▽
//! Mock rtl_tcp server for protocol-level testing.
//!
//! [`MockRtlTcpServer`] is a localhost TCP listener that plays the server
//! side of one rtl_tcp session from a script: it sends a greeting, then an
//! optional block of sample bytes, and records every byte the client writes
//! until the client disconnects.
//!
//! Because rtl_tcp commands are fire-and-forget, assertions are made after
//! the fact on the recorded bytes returned by [`wait`](MockRtlTcpServer::wait).
//!
//! # Example
//!
//! ```
//! use rtltcp_test_harness::MockRtlTcpServer;
//!
//! # async fn example() -> rtltcp_core::Result<()> {
//! let mut server = MockRtlTcpServer::new().await?;
//! server.dongle(5, 29);
//! server.samples(&[127, 128, 0, 255]);
//! server.start();
//!
//! let addr = server.addr().to_string();
//! // ... connect a client to `addr`, send commands, close ...
//! # Ok(())
//! # }
//! ```

use rtltcp_core::DONGLE_MAGIC;
use rtltcp_core::error::{Error, Result};
use tokio::io::{AsyncReadExt, AsyncWriteExt};
use tokio::net::TcpListener;
use tokio::task::JoinHandle;

/// Size of one encoded command frame.
const COMMAND_LEN: usize = 5;

/// Build a 12-byte rtl_tcp greeting.
///
/// ```
/// use rtltcp_test_harness::greeting_bytes;
///
/// assert_eq!(
///     greeting_bytes(*b"RTL0", 5, 32),
///     [0x52, 0x54, 0x4C, 0x30, 0, 0, 0, 5, 0, 0, 0, 0x20],
/// );
/// ```
pub fn greeting_bytes(magic: [u8; 4], tuner_id: u32, gain_count: u32) -> [u8; 12] {
    let mut out = [0u8; 12];
    out[..4].copy_from_slice(&magic);
    out[4..8].copy_from_slice(&tuner_id.to_be_bytes());
    out[8..].copy_from_slice(&gain_count.to_be_bytes());
    out
}

/// What the mock server observed during one session.
#[derive(Debug, Clone, Default, PartialEq, Eq)]
pub struct MockSession {
    /// Every byte the client wrote, in order.
    pub received: Vec<u8>,
}

impl MockSession {
    /// The received bytes cut into 5-byte command frames.
    ///
    /// Trailing bytes that do not make up a whole frame are ignored; check
    /// [`trailing`](MockSession::trailing) to detect a torn command.
    pub fn commands(&self) -> Vec<[u8; COMMAND_LEN]> {
        self.received
            .chunks_exact(COMMAND_LEN)
            .map(|c| [c[0], c[1], c[2], c[3], c[4]])
            .collect()
    }

    /// Bytes left over after the last whole command frame.
    pub fn trailing(&self) -> &[u8] {
        let whole = self.received.len() / COMMAND_LEN * COMMAND_LEN;
        &self.received[whole..]
    }
}

/// A scripted rtl_tcp server for testing clients over real TCP.
///
/// The server listens on a random port on localhost. Once
/// [`start`](MockRtlTcpServer::start) is called it accepts a single
/// connection and plays the script in a background task.
pub struct MockRtlTcpServer {
    /// The address the server is listening on (e.g., "127.0.0.1:54321").
    addr: String,
    /// The bound listener, moved into the server task on start.
    listener: Option<TcpListener>,
    /// Bytes sent immediately after accepting.
    greeting: Vec<u8>,
    /// Bytes sent after the greeting.
    samples: Vec<u8>,
    /// Shut down the server's write direction once the script is sent.
    close_after_script: bool,
    /// Handle to the server task once started.
    server_handle: Option<JoinHandle<std::result::Result<MockSession, String>>>,
}

impl MockRtlTcpServer {
    /// Create a new mock server listening on a random port.
    ///
    /// The default script is a valid greeting for an R820T dongle with 29
    /// gain steps, no samples, and the write direction left open.
    pub async fn new() -> Result<Self> {
        let listener = TcpListener::bind("127.0.0.1:0").await.map_err(|e| {
            Error::ConnectionFailed {
                addr: "127.0.0.1:0".into(),
                source: e,
            }
        })?;
        let addr = listener.local_addr()?.to_string();

        Ok(Self {
            addr,
            listener: Some(listener),
            greeting: greeting_bytes(DONGLE_MAGIC, 5, 29).to_vec(),
            samples: Vec::new(),
            close_after_script: false,
            server_handle: None,
        })
    }

    /// Replace the greeting with arbitrary bytes (which may be short or
    /// carry the wrong magic).
    pub fn greeting(&mut self, bytes: &[u8]) -> &mut Self {
        self.greeting = bytes.to_vec();
        self
    }

    /// Send a valid greeting for the given tuner id and gain count.
    pub fn dongle(&mut self, tuner_id: u32, gain_count: u32) -> &mut Self {
        self.greeting = greeting_bytes(DONGLE_MAGIC, tuner_id, gain_count).to_vec();
        self
    }

    /// Interleaved I/Q bytes to stream after the greeting.
    pub fn samples(&mut self, bytes: &[u8]) -> &mut Self {
        self.samples = bytes.to_vec();
        self
    }

    /// Close the server's sending direction once the greeting and samples
    /// are out, so the client sees end-of-stream on its next read.
    pub fn close_after_script(&mut self, close: bool) -> &mut Self {
        self.close_after_script = close;
        self
    }

    /// Get the address the server is listening on.
    pub fn addr(&self) -> &str {
        &self.addr
    }

    /// Start the server task.
    ///
    /// Calling `start` a second time has no effect.
    pub fn start(&mut self) {
        let Some(listener) = self.listener.take() else {
            return;
        };
        let greeting = std::mem::take(&mut self.greeting);
        let samples = std::mem::take(&mut self.samples);
        let close_after_script = self.close_after_script;

        let handle = tokio::spawn(async move {
            let (stream, peer) = listener
                .accept()
                .await
                .map_err(|e| format!("failed to accept connection: {}", e))?;
            tracing::debug!(peer = %peer, "Mock rtl_tcp server accepted client");

            let (mut reader, mut writer) = stream.into_split();

            // A client that gives up on a short greeting may close before we
            // finish writing, so write errors here are not test failures.
            let script = async {
                writer.write_all(&greeting).await?;
                writer.write_all(&samples).await?;
                writer.flush().await
            };
            if let Err(e) = script.await {
                tracing::debug!(error = %e, "Mock server could not send full script");
            }

            if close_after_script {
                let _ = writer.shutdown().await;
            }

            let mut session = MockSession::default();
            let mut buf = [0u8; 1024];
            loop {
                match reader.read(&mut buf).await {
                    Ok(0) => break,
                    Ok(n) => session.received.extend_from_slice(&buf[..n]),
                    Err(e) => {
                        tracing::debug!(error = %e, "Mock server read ended with error");
                        break;
                    }
                }
            }

            tracing::debug!(bytes = session.received.len(), "Mock rtl_tcp session ended");
            drop(writer);
            Ok(session)
        });

        self.server_handle = Some(handle);
    }

    /// Wait for the client to disconnect and return what it sent.
    ///
    /// Returns an empty session if the server was never started.
    pub async fn wait(self) -> std::result::Result<MockSession, String> {
        match self.server_handle {
            Some(handle) => handle
                .await
                .map_err(|e| format!("server task panicked: {}", e))?,
            None => Ok(MockSession::default()),
        }
    }
}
△
**What to produce:**
Please transcribe each of the entries, exactly as written.

**Task result:**
//! Mock rtl_tcp server for protocol-level testing.
//!
//! [`MockRtlTcpServer`] is a localhost TCP listener that plays the server
//! side of one rtl_tcp session from a script: it sends a greeting, then an
//! optional block of sample bytes, and records every byte the client writes
//! until the client disconnects.
//!
//! Because rtl_tcp commands are fire-and-forget, assertions are made after
//! the fact on the recorded bytes returned by [`wait`](MockRtlTcpServer::wait).
//!
//! # Example
//!
//! ```
//! use rtltcp_test_harness::MockRtlTcpServer;
//!
//! # async fn example() -> rtltcp_core::Result<()> {
//! let mut server = MockRtlTcpServer::new().await?;
//! server.dongle(5, 29);
//! server.samples(&[127, 128, 0, 255]);
//! server.start();
//!
//! let addr = server.addr().to_string();
//! // ... connect a client to `addr`, send commands, close ...
//! # Ok(())
//! # }
//! ```

use rtltcp_core::DONGLE_MAGIC;
use rtltcp_core::error::{Error, Result};
use tokio::io::{AsyncReadExt, AsyncWriteExt};
use tokio::net::TcpListener;
use tokio::task::JoinHandle;

/// Size of one encoded command frame.
const COMMAND_LEN: usize = 5;

/// Build a 12-byte rtl_tcp greeting.
///
/// ```
/// use rtltcp_test_harness::greeting_bytes;
///
/// assert_eq!(
///     greeting_bytes(*b"RTL0", 5, 32),
///     [0x52, 0x54, 0x4C, 0x30, 0, 0, 0, 5, 0, 0, 0, 0x20],
/// );
/// ```
pub fn greeting_bytes(magic: [u8; 4], tuner_id: u32, gain_count: u32) -> [u8; 12] {
    let mut out = [0u8; 12];
    out[..4].copy_from_slice(&magic);
    out[4..8].copy_from_slice(&tuner_id.to_be_bytes());
    out[8..].copy_from_slice(&gain_count.to_be_bytes());
    out
}

/// What the mock server observed during one session.
#[derive(Debug, Clone, Default, PartialEq, Eq)]
pub struct MockSession {
    /// Every byte the client wrote, in order.
    pub received: Vec<u8>,
}

impl MockSession {
    /// The received bytes cut into 5-byte command frames.
    ///
    /// Trailing bytes that do not make up a whole frame are ignored; check
    /// [`trailing`](MockSession::trailing) to detect a torn command.
    pub fn commands(&self) -> Vec<[u8; COMMAND_LEN]> {
        self.received
            .chunks_exact(COMMAND_LEN)
            .map(|c| [c[0], c[1], c[2], c[3], c[4]])
            .collect()
    }

    /// Bytes left over after the last whole command frame.
    pub fn trailing(&self) -> &[u8] {
        let whole = self.received.len() / COMMAND_LEN * COMMAND_LEN;
        &self.received[whole..]
    }
}

/// A scripted rtl_tcp server for testing clients over real TCP.
///
/// The server listens on a random port on localhost. Once
/// [`start`](MockRtlTcpServer::start) is called it accepts a single
/// connection and plays the script in a background task.
pub struct MockRtlTcpServer {
    /// The address the server is listening on (e.g., "127.0.0.1:54321").
    addr: String,
    /// The bound listener, moved into the server task on start.
    listener: Option<TcpListener>,
    /// Bytes sent immediately after accepting.
    greeting: Vec<u8>,
    /// Bytes sent after the greeting.
    samples: Vec<u8>,
    /// Shut down the server's write direction once the script is sent.
    close_after_script: bool,
    /// Handle to the server task once started.
    server_handle: Option<JoinHandle<std::result::Result<MockSession, String>>>,
}

impl MockRtlTcpServer {
    /// Create a new mock server listening on a random port.
    ///
    /// The default script is a valid greeting for an R820T dongle with 29
    /// gain steps, no samples, and the write direction left open.
    pub async fn new() -> Result<Self> {
        let listener = TcpListener::bind("127.0.0.1:0").await.map_err(|e| {
            Error::ConnectionFailed {
                addr: "127.0.0.1:0".into(),
                source: e,
            }
        })?;
        let addr = listener.local_addr()?.to_string();

        Ok(Self {
            addr,
            listener: Some(listener),
            greeting: greeting_bytes(DONGLE_MAGIC, 5, 29).to_vec(),
            samples: Vec::new(),
            close_after_script: false,
            server_handle: None,
        })
    }

    /// Replace the greeting with arbitrary bytes (which may be short or
    /// carry the wrong magic).
    pub fn greeting(&mut self, bytes: &[u8]) -> &mut Self {
        self.greeting = bytes.to_vec();
        self
    }

    /// Send a valid greeting for the given tuner id and gain count.
    pub fn dongle(&mut self, tuner_id: u32, gain_count: u32) -> &mut Self {
        self.greeting = greeting_bytes(DONGLE_MAGIC, tuner_id, gain_count).to_vec();
        self
    }

    /// Interleaved I/Q bytes to stream after the greeting.
    pub fn samples(&mut self, bytes: &[u8]) -> &mut Self {
        self.samples = bytes.to_vec();
        self
    }

    /// Close the server's sending direction once the greeting and samples
    /// are out, so the client sees end-of-stream on its next read.
    pub fn close_after_script(&mut self, close: bool) -> &mut Self {
        self.close_after_script = close;
        self
    }

    /// Get the address the server is listening on.
    pub fn addr(&self) -> &str {
        &self.addr
    }

    /// Start the server task.
    ///
    /// Calling `start` a second time has no effect.
    pub fn start(&mut self) {
        let Some(listener) = self.listener.take() else {
            return;
        };
        let greeting = std::mem::take(&mut self.greeting);
        let samples = std::mem::take(&mut self.samples);
        let close_after_script = self.close_after_script;

        let handle = tokio::spawn(async move {
            let (stream, peer) = listener
                .accept()
                .await
                .map_err(|e| format!("failed to accept connection: {}", e))?;
            tracing::debug!(peer = %peer, "Mock rtl_tcp server accepted client");

            let (mut reader, mut writer) = stream.into_split();

            // A client that gives up on a short greeting may close before we
            // finish writing, so write errors here are not test failures.
            let script = async {
                writer.write_all(&greeting).await?;
                writer.write_all(&samples).await?;
                writer.flush().await
            };
            if let Err(e) = script.await {
                tracing::debug!(error = %e, "Mock server could not send full script");
            }

            if close_after_script {
                let _ = writer.shutdown().await;
            }

            let mut session = MockSession::default();
            let mut buf = [0u8; 1024];
            loop {
                match reader.read(&mut buf).await {
                    Ok(0) => break,
                    Ok(n) => session.received.extend_from_slice(&buf[..n]),
                    Err(e) => {
                        tracing::debug!(error = %e, "Mock server read ended with error");
                        break;
                    }
                }
            }

            tracing::debug!(bytes = session.received.len(), "Mock rtl_tcp session ended");
            drop(writer);
            Ok(session)
        });

        self.server_handle = Some(handle);
    }

    /// Wait for the client to disconnect and return what it sent.
    ///
    /// Returns an empty session if the server was never started.
    pub async fn wait(self) -> std::result::Result<MockSession, String> {
        match self.server_handle {
            Some(handle) => handle
                .await
                .map_err(|e| format!("server task panicked: {}", e))?,
            None => Ok(MockSession::default()),
        }
    }
}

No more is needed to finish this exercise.